Take the more conjunctural chapter, the later “Postscript of Problems” dated to 1970. Tronti confesses here to a fascination with that ‘hidden face of the international working-class’, the American (298). Why? Because ‘American class struggles are more serious than those in Italy precisely in that they obtain more but with less ideology’ (279). Without a revolutionary party, without extensive penetration of Marxism, working-class struggle within production had metastasised into a wage-earner’s welfare state. Here was an objective expression of Operaismo: the workers, following their particular cause, can produce the general crisis (326). Pushing for higher wages irrespective of inflation in the Vietnamised economy only accelerated this trajectory further.
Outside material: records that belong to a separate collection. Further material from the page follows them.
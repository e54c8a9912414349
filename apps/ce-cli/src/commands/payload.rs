// payload.rs — `ce payload`: print what a save would send.

use std::path::PathBuf;

use clap::Args;

use ce_challenge::{Challenge, Metadata, PersistableChallenge, ProjectionContext};
use ce_editor::EditorConfig;

#[derive(Args)]
pub struct PayloadArgs {
    /// Challenge record (JSON).
    pub challenge: PathBuf,

    /// Metadata catalogs (JSON). Supplies the default timeline and the
    /// first challenge type for draft placeholders.
    #[arg(long)]
    pub metadata: Option<PathBuf>,

    /// Project the challenge belongs to.
    #[arg(long, default_value = "")]
    pub project: String,

    /// Status to send (defaults to the record's own, else Draft).
    #[arg(long)]
    pub status: Option<String>,

    /// Remote id; attachment ids are only included when one is given.
    #[arg(long)]
    pub challenge_id: Option<String>,

    /// Timeline template (defaults to the record's, else the catalog default).
    #[arg(long)]
    pub timeline: Option<String>,

    /// Fill empty required fields with the configured draft placeholders.
    #[arg(long)]
    pub draft: bool,
}

pub fn execute(args: &PayloadArgs, config: &EditorConfig) -> anyhow::Result<()> {
    let challenge = Challenge::load(&args.challenge)?;
    let metadata = match &args.metadata {
        Some(path) => Metadata::load(path)?,
        None => Metadata::default(),
    };
    let payload = build(&challenge, &metadata, args, config);
    println!("{}", serde_json::to_string_pretty(&payload)?);
    Ok(())
}

fn build(
    challenge: &Challenge,
    metadata: &Metadata,
    args: &PayloadArgs,
    config: &EditorConfig,
) -> PersistableChallenge {
    let timeline = args
        .timeline
        .clone()
        .or_else(|| {
            challenge
                .extra
                .get("timelineTemplateId")
                .and_then(|v| v.as_str())
                .map(str::to_string)
        })
        .or_else(|| metadata.default_timeline_template().map(|t| t.id.clone()));
    let status = args
        .status
        .as_deref()
        .unwrap_or_else(|| challenge.status_or_draft());
    let challenge_id = args.challenge_id.as_deref().or(challenge.id.as_deref());

    let mut payload = PersistableChallenge::project(
        challenge,
        status,
        ProjectionContext {
            timeline_template_id: timeline.as_deref(),
            project_id: &args.project,
            challenge_id,
        },
    );
    if args.draft {
        payload.fill_draft_placeholders(&config.draft, metadata.first_type_id());
    }
    payload
}

#[cfg(test)]
mod tests {
    use super::*;
    use serde_json::json;

    fn args() -> PayloadArgs {
        PayloadArgs {
            challenge: PathBuf::from("challenge.json"),
            metadata: None,
            project: "proj-7".into(),
            status: None,
            challenge_id: None,
            timeline: None,
            draft: false,
        }
    }

    fn metadata() -> Metadata {
        serde_json::from_value(json!({
            "challengeTypes": [{"id": "t-1", "name": "Challenge"}],
            "timelineTemplates": [{"id": "tl-1", "name": "Standard", "phases": []}]
        }))
        .unwrap()
    }

    #[test]
    fn payload_defaults_to_draft_and_catalog_timeline() {
        let challenge = Challenge::from_json(r#"{"name": "Ship it"}"#).unwrap();
        let payload = build(&challenge, &metadata(), &args(), &EditorConfig::default());

        assert_eq!(payload.status, "Draft");
        assert_eq!(payload.project_id, "proj-7");
        assert_eq!(payload.timeline_template_id.as_deref(), Some("tl-1"));
        assert_eq!(payload.attachment_ids, None);
    }

    #[test]
    fn draft_flag_fills_placeholders() {
        let challenge = Challenge::from_json("{}").unwrap();
        let mut args = args();
        args.draft = true;
        let config = EditorConfig::default();
        let payload = build(&challenge, &metadata(), &args, &config);

        assert_eq!(payload.type_id, "t-1");
        assert_eq!(payload.track, config.draft.track);
        assert_eq!(payload.tags, vec![config.draft.tag.clone()]);
        assert_eq!(payload.prize_sets.len(), 1);
    }

    #[test]
    fn known_id_includes_attachment_ids() {
        let challenge = Challenge::from_json(
            r#"{"id": "c-1", "attachments": [{"id": "a-1", "fileName": "spec.pdf", "size": 10}]}"#,
        )
        .unwrap();
        let payload = build(&challenge, &metadata(), &args(), &EditorConfig::default());
        assert_eq!(payload.attachment_ids, Some(vec!["a-1".to_string()]));
    }
}
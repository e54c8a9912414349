// validate.rs — `ce validate`: report missing required fields.

use std::path::Path;

use ce_challenge::{missing_fields, Challenge};

pub fn execute(path: &Path) -> anyhow::Result<()> {
    let challenge = Challenge::load(path)?;
    let missing = check(&challenge);
    if missing.is_empty() {
        println!("{}: valid", path.display());
        return Ok(());
    }

    println!("{}: {} required field(s) missing", path.display(), missing.len());
    for field in &missing {
        println!("  - {}", field);
    }
    anyhow::bail!("challenge is not ready to save");
}

fn check(challenge: &Challenge) -> Vec<&'static str> {
    missing_fields(challenge)
}

#[cfg(test)]
mod tests {
    use super::*;
    use tempfile::tempdir;

    #[test]
    fn complete_record_passes() {
        let dir = tempdir().unwrap();
        let path = dir.path().join("challenge.json");
        std::fs::write(
            &path,
            r#"{
                "name": "Ship it",
                "track": "DEVELOP",
                "typeId": "t-1",
                "description": "Cut the release",
                "tags": ["release"],
                "prizeSets": [{"type": "Challenge prizes", "prizes": [{"type": "money", "value": "100"}]}]
            }"#,
        )
        .unwrap();

        assert!(execute(&path).is_ok());
    }

    #[test]
    fn incomplete_record_lists_missing_fields() {
        let challenge = Challenge::from_json(r#"{"name": "Ship it", "track": "DEVELOP"}"#).unwrap();
        let missing = check(&challenge);
        assert!(missing.contains(&"description"));
        assert!(missing.contains(&"prizeSets"));
        assert!(!missing.contains(&"name"));
    }

    #[test]
    fn unreadable_record_is_an_error() {
        let dir = tempdir().unwrap();
        assert!(execute(&dir.path().join("missing.json")).is_err());
    }
}
//! Editor configuration

use std::path::{Path, PathBuf};
use std::time::Duration;

use ce_api::ApiConfig;
use ce_challenge::DraftPlaceholders;
use serde::{Deserialize, Serialize};

use crate::error::EditorError;

/// Default config location, relative to the project root.
pub const DEFAULT_CONFIG_PATH: &str = ".ce/editor.toml";

/// Top-level editor configuration from .ce/editor.toml
#[derive(Debug, Clone, Default, Serialize, Deserialize)]
pub struct EditorConfig {
    /// Challenge API endpoint
    #[serde(default)]
    pub api: ApiConfig,

    /// Auto-save scheduling
    #[serde(default)]
    pub autosave: AutosaveConfig,

    /// Placeholder values used when creating a draft early
    #[serde(default)]
    pub draft: DraftPlaceholders,

    /// Append editor events as JSONL to this file
    pub events_log: Option<PathBuf>,
}

/// Auto-save configuration
#[derive(Debug, Clone, PartialEq, Eq, Serialize, Deserialize)]
pub struct AutosaveConfig {
    /// Schedule a save after auto-savable edits
    #[serde(default = "default_enabled")]
    pub enabled: bool,

    /// Trailing-edge debounce window in milliseconds
    #[serde(default = "default_debounce_ms")]
    pub debounce_ms: u64,
}

impl Default for AutosaveConfig {
    fn default() -> Self {
        Self {
            enabled: default_enabled(),
            debounce_ms: default_debounce_ms(),
        }
    }
}

impl AutosaveConfig {
    pub fn debounce(&self) -> Duration {
        Duration::from_millis(self.debounce_ms)
    }
}

// Serde default functions
fn default_enabled() -> bool {
    true
}

fn default_debounce_ms() -> u64 {
    1000
}

impl EditorConfig {
    /// Load editor config from a TOML file
    pub fn load(path: &Path) -> Result<Self, EditorError> {
        let content = std::fs::read_to_string(path).map_err(|source| EditorError::IoError {
            path: path.display().to_string(),
            source,
        })?;
        toml::from_str(&content).map_err(|e| EditorError::Config {
            path: path.display().to_string(),
            message: e.to_string(),
        })
    }

    /// Try to load config, returning default if the file is missing or invalid
    pub fn load_or_default(path: &Path) -> Self {
        match Self::load(path) {
            Ok(config) => config,
            Err(EditorError::IoError { .. }) => Self::default(),
            Err(e) => {
                tracing::warn!("ignoring editor config: {}", e);
                Self::default()
            }
        }
    }
}

#[cfg(test)]
mod tests {
    use super::*;
    use std::fs;
    use tempfile::tempdir;

    #[test]
    fn defaults_apply_for_empty_file() {
        let config: EditorConfig = toml::from_str("").unwrap();
        assert!(config.autosave.enabled);
        assert_eq!(config.autosave.debounce(), Duration::from_secs(1));
        assert_eq!(config.draft.track, "DEVELOP");
        assert_eq!(config.api.base_url, "http://localhost:3000/v5");
        assert!(config.events_log.is_none());
    }

    #[test]
    fn sections_override_defaults() {
        let config: EditorConfig = toml::from_str(
            r#"
events_log = ".ce/events.jsonl"

[api]
base_url = "https://api.example.com/v5"
token = "t0k"
timeout_secs = 10

[autosave]
debounce_ms = 250

[draft]
tag = "rust"
"#,
        )
        .unwrap();
        assert_eq!(config.api.token.as_deref(), Some("t0k"));
        assert_eq!(config.api.timeout(), Some(Duration::from_secs(10)));
        assert_eq!(config.autosave.debounce_ms, 250);
        assert!(config.autosave.enabled);
        assert_eq!(config.draft.tag, "rust");
        assert_eq!(config.draft.name, "Draft");
        assert_eq!(config.events_log, Some(PathBuf::from(".ce/events.jsonl")));
    }

    #[test]
    fn load_reports_parse_errors() {
        let dir = tempdir().unwrap();
        let path = dir.path().join("editor.toml");
        fs::write(&path, "[autosave]\ndebounce_ms = \"soon\"\n").unwrap();

        assert!(matches!(
            EditorConfig::load(&path),
            Err(EditorError::Config { .. })
        ));
        assert_eq!(EditorConfig::load_or_default(&path).autosave.debounce_ms, 1000);
    }

    #[test]
    fn missing_file_falls_back_to_default() {
        let dir = tempdir().unwrap();
        let config = EditorConfig::load_or_default(&dir.path().join("absent.toml"));
        assert!(config.autosave.enabled);
    }
}
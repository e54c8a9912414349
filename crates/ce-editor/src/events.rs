// events.rs — Editor events and notification dispatch.
//
// The editor emits an event whenever something reaches the backend or the
// launch flow moves. Sinks (a JSONL log, a UI toast bridge) subscribe;
// they observe only and cannot affect the save that produced the event.

use std::fs::{self, File, OpenOptions};
use std::io::Write;
use std::path::{Path, PathBuf};
use std::sync::{Mutex, PoisonError};

use chrono::{DateTime, Utc};
use serde::{Deserialize, Serialize};

use crate::error::EditorError;
use crate::launch::LaunchState;

/// Events emitted by the editor.
#[derive(Debug, Clone, PartialEq, Serialize, Deserialize)]
#[serde(tag = "event_type", rename_all = "snake_case")]
pub enum EditorEvent {
    /// A draft was created ahead of an explicit save.
    DraftCreated {
        challenge_id: String,
        timestamp: DateTime<Utc>,
    },

    /// The record was persisted (auto-save or explicit submit).
    ChallengeSaved {
        challenge_id: String,
        status: String,
        saved_at: DateTime<Utc>,
    },

    /// A member was assigned to a role that had no assignment.
    ResourceAssigned {
        challenge_id: String,
        role: String,
        member_handle: String,
        timestamp: DateTime<Utc>,
    },

    /// A stale role assignment was replaced.
    ResourceReplaced {
        challenge_id: String,
        role: String,
        previous_handle: String,
        member_handle: String,
        timestamp: DateTime<Utc>,
    },

    /// A save failed and was recovered; the next edit retries.
    SaveFailed {
        operation: String,
        category: String,
        message: String,
        timestamp: DateTime<Utc>,
    },

    /// The launch workflow changed state.
    LaunchStateChanged {
        from: String,
        to: String,
        timestamp: DateTime<Utc>,
    },
}

impl EditorEvent {
    /// Get the event type name as a string.
    pub fn event_type(&self) -> &str {
        match self {
            EditorEvent::DraftCreated { .. } => "draft_created",
            EditorEvent::ChallengeSaved { .. } => "challenge_saved",
            EditorEvent::ResourceAssigned { .. } => "resource_assigned",
            EditorEvent::ResourceReplaced { .. } => "resource_replaced",
            EditorEvent::SaveFailed { .. } => "save_failed",
            EditorEvent::LaunchStateChanged { .. } => "launch_state_changed",
        }
    }

    pub fn launch_state_changed(from: &LaunchState, to: &LaunchState) -> Self {
        EditorEvent::LaunchStateChanged {
            from: from.to_string(),
            to: to.to_string(),
            timestamp: Utc::now(),
        }
    }

    pub fn save_failed(operation: &str, category: &str, message: impl Into<String>) -> Self {
        EditorEvent::SaveFailed {
            operation: operation.to_string(),
            category: category.to_string(),
            message: message.into(),
            timestamp: Utc::now(),
        }
    }
}

/// Receives editor events. Sinks observe only; an error is logged by the
/// dispatcher and the save that produced the event carries on.
pub trait NotificationSink: Send + Sync {
    /// Whether this sink wants `event`. Defaults to every event.
    fn accepts(&self, _event: &EditorEvent) -> bool {
        true
    }

    fn send(&self, event: &EditorEvent) -> Result<(), EditorError>;
}

/// Appends events as JSON lines to a file.
///
/// The file is opened on the first event and the handle is kept. After a
/// failed write the handle is dropped and the next event reopens it.
pub struct LogSink {
    path: PathBuf,
    event_types: Option<Vec<String>>,
    file: Mutex<Option<File>>,
}

impl LogSink {
    pub fn new(path: impl AsRef<Path>) -> Self {
        Self {
            path: path.as_ref().to_path_buf(),
            event_types: None,
            file: Mutex::new(None),
        }
    }

    /// Only log events whose `event_type()` is listed.
    pub fn only(mut self, event_types: &[&str]) -> Self {
        self.event_types = Some(event_types.iter().map(|t| t.to_string()).collect());
        self
    }

    fn io_error(&self, source: std::io::Error) -> EditorError {
        EditorError::IoError {
            path: self.path.display().to_string(),
            source,
        }
    }

    fn open(&self) -> Result<File, EditorError> {
        if let Some(parent) = self.path.parent() {
            fs::create_dir_all(parent).map_err(|source| EditorError::IoError {
                path: parent.display().to_string(),
                source,
            })?;
        }
        OpenOptions::new()
            .create(true)
            .append(true)
            .open(&self.path)
            .map_err(|source| self.io_error(source))
    }
}

impl NotificationSink for LogSink {
    fn accepts(&self, event: &EditorEvent) -> bool {
        self.event_types
            .as_ref()
            .map_or(true, |types| types.iter().any(|t| t == event.event_type()))
    }

    fn send(&self, event: &EditorEvent) -> Result<(), EditorError> {
        let mut line = serde_json::to_string(event)?;
        line.push('\n');

        let mut slot = self.file.lock().unwrap_or_else(PoisonError::into_inner);
        let mut file = match slot.take() {
            Some(file) => file,
            None => self.open()?,
        };
        file.write_all(line.as_bytes())
            .and_then(|()| file.flush())
            .map_err(|source| self.io_error(source))?;
        *slot = Some(file);
        Ok(())
    }
}

/// Fans events out to every sink that accepts them.
#[derive(Default)]
pub struct EventDispatcher {
    sinks: Vec<Box<dyn NotificationSink>>,
}

impl EventDispatcher {
    pub fn new() -> Self {
        Self::default()
    }

    pub fn add_sink(&mut self, sink: Box<dyn NotificationSink>) {
        self.sinks.push(sink);
    }

    /// Returns how many sinks took the event.
    pub fn dispatch(&self, event: &EditorEvent) -> usize {
        let mut delivered = 0;
        for sink in self.sinks.iter().filter(|sink| sink.accepts(event)) {
            match sink.send(event) {
                Ok(()) => delivered += 1,
                Err(e) => tracing::warn!(event = event.event_type(), "notification sink error: {}", e),
            }
        }
        tracing::debug!(event = event.event_type(), delivered, "editor event");
        delivered
    }
}
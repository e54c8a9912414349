// error.rs — Error types for the editor controller.

use ce_api::ApiError;
use thiserror::Error;

/// Errors that can occur while editing or persisting a challenge.
///
/// Network failures during auto-save never reach this type; they are
/// reported as `SaveOutcome::Recovered` instead.
#[derive(Debug, Error)]
pub enum EditorError {
    /// A resource role is missing from the metadata catalog.
    #[error("resource role not found in catalog: {0}")]
    RoleNotFound(String),

    /// Invalid launch workflow transition.
    #[error("invalid launch transition from {from} to {to}")]
    InvalidTransition { from: String, to: String },

    /// The editor config could not be read or parsed.
    #[error("config error at {path}: {message}")]
    Config { path: String, message: String },

    /// A collaborator call failed where the failure is not recoverable.
    #[error(transparent)]
    Api(#[from] ApiError),

    /// A file I/O operation failed.
    #[error("I/O error at {path}: {source}")]
    IoError {
        path: String,
        source: std::io::Error,
    },

    /// Failed to serialize event data.
    #[error("serialization error: {0}")]
    SerializationError(#[from] serde_json::Error),
}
The same year that the “Postscript” was written saw General Motors panicking that ‘labour discipline has collapsed’; two years later, you get ‘industrial Woodstock’ at Lordstown.
Tronti did not hallucinate the potential of the “subversive seventies”. But he also misses the incipient counterrevolution, the burgeoning force of class re/decomposition, the new forms of separation and mediation underpinning the conservative counter-mass. There are hidden faces to the working-class that Tronti misses because he is not interested in capitalist strategy and the right. How do we think about the reassertion of ‘intraclass difference’? Where are the tools to destroy what Mike Davis called that ‘revolutionary element’ of the late 1970s, the political mobilisation of the middle-strata? What about the murderous swarms, the viral contagions feeding off the dreamwork that accompanies liberal civilisation’s downfall?
Nevertheless. It is hard to fault an old militant. As he writes in the marvellously summative “Our Operaismo” from 2008:
The fact is that the whole history of the first half of the twentieth-century converged on the figure of the mass-worker; only the worker-subject who emerged in that time, between 1914 and 1945, and grew up after it, could rise to the height of that history (336).
When the mass-worker goes, the aperture of practice is lost because history is lost. The proletariat is unrecognizable. ‘The attempt to change the world miscarried’. And yet, Operai e capitale itself insists: Rip it up, start again, change direction. Find the ‘flickering lamp’ of the class struggle. The party of history must traverse the morass of disorganisation, the inventiveness of barbarism, the sad passions of defeat. For some of us, these activities will transform into a living unity. For all of us, ‘Nothing is over, that is the only certainty. The other certainty is that everything ends, even this.’